Other bloggers complain of weight loss or gain, sleep disorders, exhaustion and other maladies born of the nonstop strain of producing for a news and information cycle that is as always-on as the Internet.

This whole thing strikes me as a really thin basis for a story (I mean, complaining about sleep disorders and weight gain is way different than Death By Blog). It kind of comes off as another subtle swipe by the mainstream media at blogs in general. (Especially all this "it's a young man's game" stuff, which may be true of certain kinds of blogging, but not all...There's plenty of middle aged political bloggers and they all seem to be feeling fine, and ace political blogger Steve Gilliard died young.)
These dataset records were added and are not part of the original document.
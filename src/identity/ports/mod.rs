//! Port contracts for identity resolution.

pub mod directory;
pub mod key_source;

pub use directory::{DirectoryError, DirectoryResult, UserDirectory};
pub use key_source::{KeySourceError, KeySourceResult, SigningKeySource};
//! Error types for task domain validation and parsing.

use thiserror::Error;

/// Errors returned while constructing or changing task domain values.
#[derive(Debug, Clone, Error, PartialEq, Eq)]
pub enum TaskDomainError {
    /// The task identifier is empty or contains a key separator.
    #[error("invalid task identifier '{0}'")]
    InvalidTaskId(String),

    /// The task title is empty after trimming.
    #[error("Title is required")]
    EmptyTitle,

    /// `CLOSED` was requested through a status update.
    #[error("tasks are closed through the close operation, not a status update")]
    CloseThroughStatusUpdate,

    /// The comment body is empty after trimming.
    #[error("comment content must not be empty")]
    EmptyComment,

    /// The project key or name is empty after trimming.
    #[error("project {0} must not be empty")]
    EmptyProjectField(&'static str),

    /// The sprint name is empty after trimming.
    #[error("sprint name must not be empty")]
    EmptySprintName,

    /// The sprint ends before it starts.
    #[error("sprint end date precedes its start date")]
    InvertedSprintDates,

    /// The attachment content type is not on the allow list.
    #[error("file type not allowed: {0}")]
    AttachmentTypeNotAllowed(String),

    /// The attachment exceeds the size limit.
    #[error("file too large: {size} bytes exceeds the {limit} byte limit")]
    AttachmentTooLarge {
        /// Object size in bytes.
        size: u64,
        /// Configured limit in bytes.
        limit: u64,
    },
}

/// Error returned while parsing a task status.
#[derive(Debug, Clone, Error, PartialEq, Eq)]
#[error("Invalid status: {0}")]
pub struct ParseTaskStatusError(pub String);

/// Error returned while parsing a task priority.
#[derive(Debug, Clone, Error, PartialEq, Eq)]
#[error("Invalid priority: {0}")]
pub struct ParsePriorityError(pub String);
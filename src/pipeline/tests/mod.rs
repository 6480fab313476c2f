//! Worker tests.
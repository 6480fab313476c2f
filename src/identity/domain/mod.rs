//! Domain model for authenticated identities.
//!
//! Users are owned by the external identity provider; this module only
//! models what the rest of the crate needs from them: subject identifiers,
//! resolved roles, and directory records used for notifications and
//! assignment checks.

mod actor;
mod error;
mod signup;
mod user;

pub use actor::{Actor, ActorKind};
pub use error::IdentityDomainError;
pub use signup::SignUpPolicy;
pub use user::{AccountStatus, UserId, UserProfile};
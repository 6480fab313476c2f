//! Process configuration.
//!
//! Every setting has a default except the token issuer. Values are read
//! from `TASKLANE_*` environment variables; [`AppConfig::load`] first
//! merges a `.env` file when one is present.

use crate::identity::services::IdentityConfig;
use crate::pipeline::{DEFAULT_BATCH_SIZE, DEFAULT_POLL_INTERVAL};
use crate::store::adapters::retry::RetryPolicy;
use crate::task::domain::AttachmentPolicy;
use crate::telemetry::{LogFormat, TelemetryConfig};
use crate::trigger::domain::WebhookVerifier;
use secrecy::SecretString;
use std::str::FromStr;
use std::time::Duration;
use thiserror::Error;
use tracing::debug;

const ISSUER: &str = "TASKLANE_ISSUER";
const AUDIENCE: &str = "TASKLANE_AUDIENCE";
const ADMIN_GROUP: &str = "TASKLANE_ADMIN_GROUP";
const GROUPS_CLAIM: &str = "TASKLANE_GROUPS_CLAIM";
const KEY_CACHE_TTL_SECS: &str = "TASKLANE_KEY_CACHE_TTL_SECS";
const KEY_REFRESH_INTERVAL_SECS: &str = "TASKLANE_KEY_REFRESH_INTERVAL_SECS";
const WEBHOOK_SECRET: &str = "TASKLANE_WEBHOOK_SECRET";
const TABLE_NAME: &str = "TASKLANE_TABLE_NAME";
const STORE_MAX_RETRIES: &str = "TASKLANE_STORE_MAX_RETRIES";
const ATTACHMENT_TYPES: &str = "TASKLANE_ATTACHMENT_TYPES";
const ATTACHMENT_MAX_BYTES: &str = "TASKLANE_ATTACHMENT_MAX_BYTES";
const CHANGE_BATCH_SIZE: &str = "TASKLANE_CHANGE_BATCH_SIZE";
const POLL_INTERVAL_MS: &str = "TASKLANE_POLL_INTERVAL_MS";
const LOG_FORMAT: &str = "TASKLANE_LOG_FORMAT";

/// Errors raised while reading configuration.
#[derive(Debug, Clone, Error, PartialEq, Eq)]
pub enum ConfigError {
    /// A required variable is unset or blank.
    #[error("missing required setting {0}")]
    Missing(&'static str),

    /// A variable could not be parsed.
    #[error("invalid value '{value}' for {name}: {reason}")]
    Invalid {
        /// Variable name.
        name: &'static str,
        /// Raw value.
        value: String,
        /// Parse failure.
        reason: String,
    },
}

/// Shared secret for repository webhooks.
#[derive(Debug, Clone)]
pub struct WebhookConfig {
    secret: SecretString,
}

impl WebhookConfig {
    /// Wraps a shared secret.
    #[must_use]
    pub fn new(secret: impl Into<String>) -> Self {
        Self {
            secret: SecretString::from(secret.into()),
        }
    }

    /// Returns a verifier for the secret.
    #[must_use]
    pub fn verifier(&self) -> WebhookVerifier {
        WebhookVerifier::new(self.secret.clone())
    }
}

/// Persistent store settings.
#[derive(Debug, Clone, PartialEq, Eq)]
pub struct StoreConfig {
    /// Table holding every entity.
    pub table_name: String,
    /// Backoff applied to transient store failures.
    pub retry: RetryPolicy,
}

impl Default for StoreConfig {
    fn default() -> Self {
        Self {
            table_name: "tasklane".to_owned(),
            retry: RetryPolicy::default(),
        }
    }
}

impl StoreConfig {
    /// Sets the table name.
    #[must_use]
    pub fn with_table_name(mut self, table_name: impl Into<String>) -> Self {
        self.table_name = table_name.into();
        self
    }

    /// Sets the retry policy.
    #[must_use]
    pub const fn with_retry(mut self, retry: RetryPolicy) -> Self {
        self.retry = retry;
        self
    }
}

/// Background worker settings.
#[derive(Debug, Clone, Copy, PartialEq, Eq)]
pub struct WorkerConfig {
    /// Change records read per poll.
    pub batch_size: usize,
    /// Idle wait between change-feed polls.
    pub poll_interval: Duration,
}

impl Default for WorkerConfig {
    fn default() -> Self {
        Self {
            batch_size: DEFAULT_BATCH_SIZE,
            poll_interval: DEFAULT_POLL_INTERVAL,
        }
    }
}

/// Complete process configuration.
#[derive(Debug, Clone)]
pub struct AppConfig {
    /// Credential verification.
    pub identity: IdentityConfig,
    /// Webhook secret; repository triggers are disabled when `None`.
    pub webhook: Option<WebhookConfig>,
    /// Persistent store.
    pub store: StoreConfig,
    /// Attachment limits.
    pub attachments: AttachmentPolicy,
    /// Background workers.
    pub workers: WorkerConfig,
    /// Logging.
    pub telemetry: TelemetryConfig,
}

impl AppConfig {
    /// Returns a configuration with defaults for the given issuer.
    #[must_use]
    pub fn for_issuer(issuer: impl Into<String>) -> Self {
        Self {
            identity: IdentityConfig::for_issuer(issuer),
            webhook: None,
            store: StoreConfig::default(),
            attachments: AttachmentPolicy::default(),
            workers: WorkerConfig::default(),
            telemetry: TelemetryConfig::default(),
        }
    }

    /// Enables repository triggers with the given secret.
    #[must_use]
    pub fn with_webhook(mut self, webhook: WebhookConfig) -> Self {
        self.webhook = Some(webhook);
        self
    }

    /// Builds a configuration from a variable lookup.
    ///
    /// # Errors
    ///
    /// Returns [`ConfigError::Missing`] when the issuer is unset and
    /// [`ConfigError::Invalid`] when a numeric or enumerated value does not
    /// parse.
    pub fn from_lookup<F>(lookup: F) -> Result<Self, ConfigError>
    where
        F: Fn(&str) -> Option<String>,
    {
        let read = |name: &'static str| {
            lookup(name)
                .map(|value| value.trim().to_owned())
                .filter(|value| !value.is_empty())
        };
        let issuer = read(ISSUER).ok_or(ConfigError::Missing(ISSUER))?;
        let mut config = Self::for_issuer(issuer);

        if let Some(audience) = read(AUDIENCE) {
            config.identity = config.identity.with_audience(audience);
        }
        if let Some(group) = read(ADMIN_GROUP) {
            config.identity = config.identity.with_admin_group(group);
        }
        if let Some(claim) = read(GROUPS_CLAIM) {
            config.identity.groups_claim = claim;
        }
        if let Some(secs) = parsed::<u64>(KEY_CACHE_TTL_SECS, read(KEY_CACHE_TTL_SECS))? {
            config.identity = config
                .identity
                .with_key_cache_ttl(Duration::from_secs(secs));
        }
        if let Some(secs) =
            parsed::<u64>(KEY_REFRESH_INTERVAL_SECS, read(KEY_REFRESH_INTERVAL_SECS))?
        {
            config.identity = config
                .identity
                .with_forced_refresh_interval(Duration::from_secs(secs));
        }

        config.webhook = read(WEBHOOK_SECRET).map(WebhookConfig::new);

        if let Some(table) = read(TABLE_NAME) {
            config.store = config.store.with_table_name(table);
        }
        if let Some(retries) = parsed::<usize>(STORE_MAX_RETRIES, read(STORE_MAX_RETRIES))? {
            config.store.retry.max_retries = retries;
        }

        if let Some(types) = read(ATTACHMENT_TYPES) {
            config.attachments.allowed_types = types
                .split(',')
                .map(str::trim)
                .filter(|kind| !kind.is_empty())
                .map(str::to_owned)
                .collect();
        }
        if let Some(bytes) = parsed::<u64>(ATTACHMENT_MAX_BYTES, read(ATTACHMENT_MAX_BYTES))? {
            config.attachments.max_size_bytes = bytes;
        }

        if let Some(size) = parsed::<usize>(CHANGE_BATCH_SIZE, read(CHANGE_BATCH_SIZE))? {
            config.workers.batch_size = size.max(1);
        }
        if let Some(millis) = parsed::<u64>(POLL_INTERVAL_MS, read(POLL_INTERVAL_MS))? {
            config.workers.poll_interval = Duration::from_millis(millis);
        }

        if let Some(format) = parsed::<LogFormat>(LOG_FORMAT, read(LOG_FORMAT))? {
            config.telemetry = config.telemetry.with_format(format);
        }
        Ok(config)
    }

    /// Builds a configuration from the process environment.
    ///
    /// # Errors
    ///
    /// See [`AppConfig::from_lookup`].
    pub fn from_env() -> Result<Self, ConfigError> {
        Self::from_lookup(|name| std::env::var(name).ok())
    }

    /// Loads `.env` when present, then reads the process environment.
    ///
    /// # Errors
    ///
    /// See [`AppConfig::from_lookup`].
    pub fn load() -> Result<Self, ConfigError> {
        if let Err(err) = dotenvy::dotenv() {
            debug!(error = %err, "no .env file loaded");
        }
        Self::from_env()
    }
}

fn parsed<T>(name: &'static str, raw: Option<String>) -> Result<Option<T>, ConfigError>
where
    T: FromStr,
    T::Err: std::fmt::Display,
{
    raw.map(|value| {
        value.parse::<T>().map_err(|err| ConfigError::Invalid {
            name,
            reason: err.to_string(),
            value,
        })
    })
    .transpose()
}
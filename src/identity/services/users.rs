//! User listing and sign-up admission.

use crate::identity::{
    domain::{Actor, IdentityDomainError, SignUpPolicy, UserProfile},
    ports::{DirectoryResult, UserDirectory},
};
use std::sync::Arc;

/// Read-side service backing `GET /users`.
#[derive(Clone)]
pub struct UserQueryService<D>
where
    D: UserDirectory,
{
    directory: Arc<D>,
}

impl<D> UserQueryService<D>
where
    D: UserDirectory,
{
    /// Creates a new user query service.
    #[must_use]
    pub const fn new(directory: Arc<D>) -> Self {
        Self { directory }
    }

    /// Lists users that are enabled and have completed onboarding.
    ///
    /// # Errors
    ///
    /// Returns the directory error when the listing cannot be retrieved.
    pub async fn list_users(&self, actor: &Actor) -> DirectoryResult<Vec<UserProfile>> {
        let users = self.directory.list_users().await?;
        let listed: Vec<UserProfile> = users.into_iter().filter(UserProfile::is_listable).collect();
        tracing::debug!(requested_by = %actor.user_id(), count = listed.len(), "listed users");
        Ok(listed)
    }
}

/// Pre-registration hook applying the sign-up domain policy.
#[derive(Debug, Clone, Default)]
pub struct SignUpGuard {
    policy: SignUpPolicy,
}

impl SignUpGuard {
    /// Creates a guard for the given policy.
    #[must_use]
    pub const fn new(policy: SignUpPolicy) -> Self {
        Self { policy }
    }

    /// Admits or rejects a sign-up attempt.
    ///
    /// # Errors
    ///
    /// Returns [`IdentityDomainError`] when the email is malformed or its
    /// domain is not allowed.
    pub fn admit(&self, email: &str) -> Result<(), IdentityDomainError> {
        self.policy.admit(email).inspect_err(|err| {
            tracing::warn!(email, error = %err, "blocked sign-up attempt");
        })
    }
}
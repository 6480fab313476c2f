//! Ports for message delivery.

mod sender;

pub use sender::{DeliveryError, DeliveryResult, MessageSender};
//! Change-feed ordering and resumption against `PostgreSQL`.

use std::sync::Arc;
use std::time::Duration;

use crate::postgres::helpers::{open_task, prepared_store, test_runtime, user};
use chrono::Utc;
use futures::future::join_all;
use pg_embedded_setup_unpriv::TestCluster;
use pg_embedded_setup_unpriv::test_support::shared_test_cluster;
use rstest::rstest;
use tasklane::indexer::{
    adapters::memory::InMemorySearchIndex, domain::SearchIndexName,
    services::ChangeCaptureIndexer,
};
use tasklane::pipeline::ChangeCaptureWorker;
use tasklane::store::adapters::postgres::PostgresKeyedStore;
use tasklane::store::domain::{ChangeKind, Entity, ItemKey, WriteCondition};
use tasklane::store::ports::{ChangeFeed, KeyedStore, StoreError};
use tasklane::task::domain::{TaskChanges, TaskStatus};

const WRITERS: usize = 6;
const WRITES_PER_WRITER: usize = 10;

async fn drain(
    store: &PostgresKeyedStore,
    checkpoint: &mut Option<u64>,
    observed: &mut Vec<u64>,
) -> usize {
    let batch = store
        .read_since(*checkpoint, 5)
        .await
        .expect("read change log");
    if let Some(last) = batch.last() {
        *checkpoint = Some(last.sequence);
    }
    let read = batch.len();
    observed.extend(batch.into_iter().map(|record| record.sequence));
    read
}

#[rstest]
fn log_records_each_write_kind_and_resumes_after_a_checkpoint(
    shared_test_cluster: &'static TestCluster,
) {
    let (_guard, store) = prepared_store(shared_test_cluster, "log_kinds", 1);
    let task = open_task("Logged");
    let key = ItemKey::task(task.id());
    let rt = test_runtime();
    rt.block_on(store.put(Entity::Task(task.clone()), Some(WriteCondition::NotExists)))
        .expect("insert task");
    let rejected = rt.block_on(store.put(Entity::Task(task), Some(WriteCondition::NotExists)));
    rt.block_on(store.update(
        &key,
        &TaskChanges::status(TaskStatus::InProgress, user("u1"), Utc::now())
            .expect("valid status change"),
        None,
    ))
    .expect("update task");
    rt.block_on(store.delete(&key, None)).expect("delete task");

    let head = rt.block_on(store.read_since(None, 2)).expect("read head");
    let checkpoint = head.last().map(|record| record.sequence);
    let tail = rt
        .block_on(store.read_since(checkpoint, 10))
        .expect("read tail");

    assert!(matches!(rejected, Err(StoreError::ConditionFailed(_))));
    let kinds: Vec<ChangeKind> = head.iter().chain(&tail).map(|record| record.kind).collect();
    assert_eq!(
        kinds,
        [ChangeKind::Insert, ChangeKind::Modify, ChangeKind::Remove]
    );
    let removal = tail.first().expect("removal recorded");
    assert!(removal.old_image.is_some());
    assert!(removal.new_image.is_none());
    assert!(head.iter().chain(&tail).all(|record| record.key == key));
}

#[rstest]
fn concurrent_writers_never_commit_behind_the_reader(shared_test_cluster: &'static TestCluster) {
    let (_guard, pg_store) = prepared_store(shared_test_cluster, "log_order", 8);
    let store = Arc::new(pg_store);
    let rt = test_runtime();

    let observed = rt.block_on(async {
        let writers: Vec<_> = (0..WRITERS)
            .map(|writer_no| {
                let writer = Arc::clone(&store);
                tokio::spawn(async move {
                    for n in 0..WRITES_PER_WRITER {
                        let task = open_task(&format!("Writer {writer_no} task {n}"));
                        writer
                            .put(Entity::Task(task), Some(WriteCondition::NotExists))
                            .await?;
                    }
                    Ok::<(), StoreError>(())
                })
            })
            .collect();

        let mut checkpoint = None;
        let mut observed = Vec::new();
        while !writers.iter().all(tokio::task::JoinHandle::is_finished) {
            drain(&store, &mut checkpoint, &mut observed).await;
            tokio::time::sleep(Duration::from_millis(1)).await;
        }
        for joined in join_all(writers).await {
            joined.expect("writer completes").expect("writes succeed");
        }
        while drain(&store, &mut checkpoint, &mut observed).await > 0 {}
        observed
    });

    let full: Vec<u64> = rt
        .block_on(store.read_since(None, 1_000))
        .expect("read full log")
        .into_iter()
        .map(|record| record.sequence)
        .collect();
    assert_eq!(full.len(), WRITERS * WRITES_PER_WRITER);
    assert_eq!(observed, full);
}

#[rstest]
fn a_restarted_worker_indexes_only_what_follows_its_checkpoint(
    shared_test_cluster: &'static TestCluster,
) {
    let (_guard, pg_store) = prepared_store(shared_test_cluster, "worker_restart", 2);
    let store = Arc::new(pg_store);
    let index = Arc::new(InMemorySearchIndex::new());
    let worker = || {
        ChangeCaptureWorker::new(
            Arc::clone(&store),
            ChangeCaptureIndexer::new(Arc::clone(&index), Arc::clone(&store)),
        )
        .with_batch_size(2)
    };
    let rt = test_runtime();
    for n in 0..3 {
        rt.block_on(store.put(
            Entity::Task(open_task(&format!("Indexed {n}"))),
            Some(WriteCondition::NotExists),
        ))
        .expect("insert task");
    }

    let mut first = worker();
    let first_report = rt.block_on(first.poll_once()).expect("first poll");
    let checkpoint = first.resume_point().expect("checkpoint after first batch");
    let mut restarted = worker().resume_after(checkpoint);
    let second_report = rt.block_on(restarted.poll_once()).expect("second poll");
    let idle_report = rt.block_on(restarted.poll_once()).expect("idle poll");

    assert_eq!(first_report.indexed, 2);
    assert_eq!(second_report.indexed, 1);
    assert_eq!(idle_report.indexed, 0);
    assert_eq!(index.count(SearchIndexName::Tasks), 3);
}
So when will the NYT run a piece about how all journalists and hopeless out of shape alcoholics who either burn out by the time they're 40 or become puppets of a corrupt establishment?


Angela Penny said...

i agree blaming the deaths on blogging was quite the reach.

Joe Cox said...

good call. it was off color and surprise, surprise, lacking in any evidence showing that blogging had anything to do w/ their deaths.

Charlie Oliver said...

Agreed, and dependent upon how exactly you define a blogger the author of this very story should have his heart checked.

If Om Malik and Mike Arrington have health issues it is their problem, something they should be dealing with in their own way. This is not different at all from blaming games for the death of gamers, all a bit of rubbish if you ask me.

CajoleJuice said...

I'll just join in the agreeing. If Stephen King died from a heart attack tomorrow, I'm sure they wouldn't say that sitting around writing contributed to his death.

rednikki said...

I agree with you - however, I also think that there is a culture among some bloggers of the "traditional" male pursuits of red meat, bacon, and cigars (or just regular smoking), none of which are conducive to heart health. However, this isn't the only industry that has that kind of culture.

Jeff Hoard said...

You're bang on with the insensitive nature of the NYT piece, hardly a nice way to report about death "Blog till they Drop."

Otherwise most of the report was pretty accurate. Having lived the lifestyle of a Payperpost blogger for near a year it is far from stress free...But then again, if writing isnt stressing you out, your probably doing it wrong.

CajoleJuice said...

Seems I skipped over a key point of the article. Oh well. My example still stands!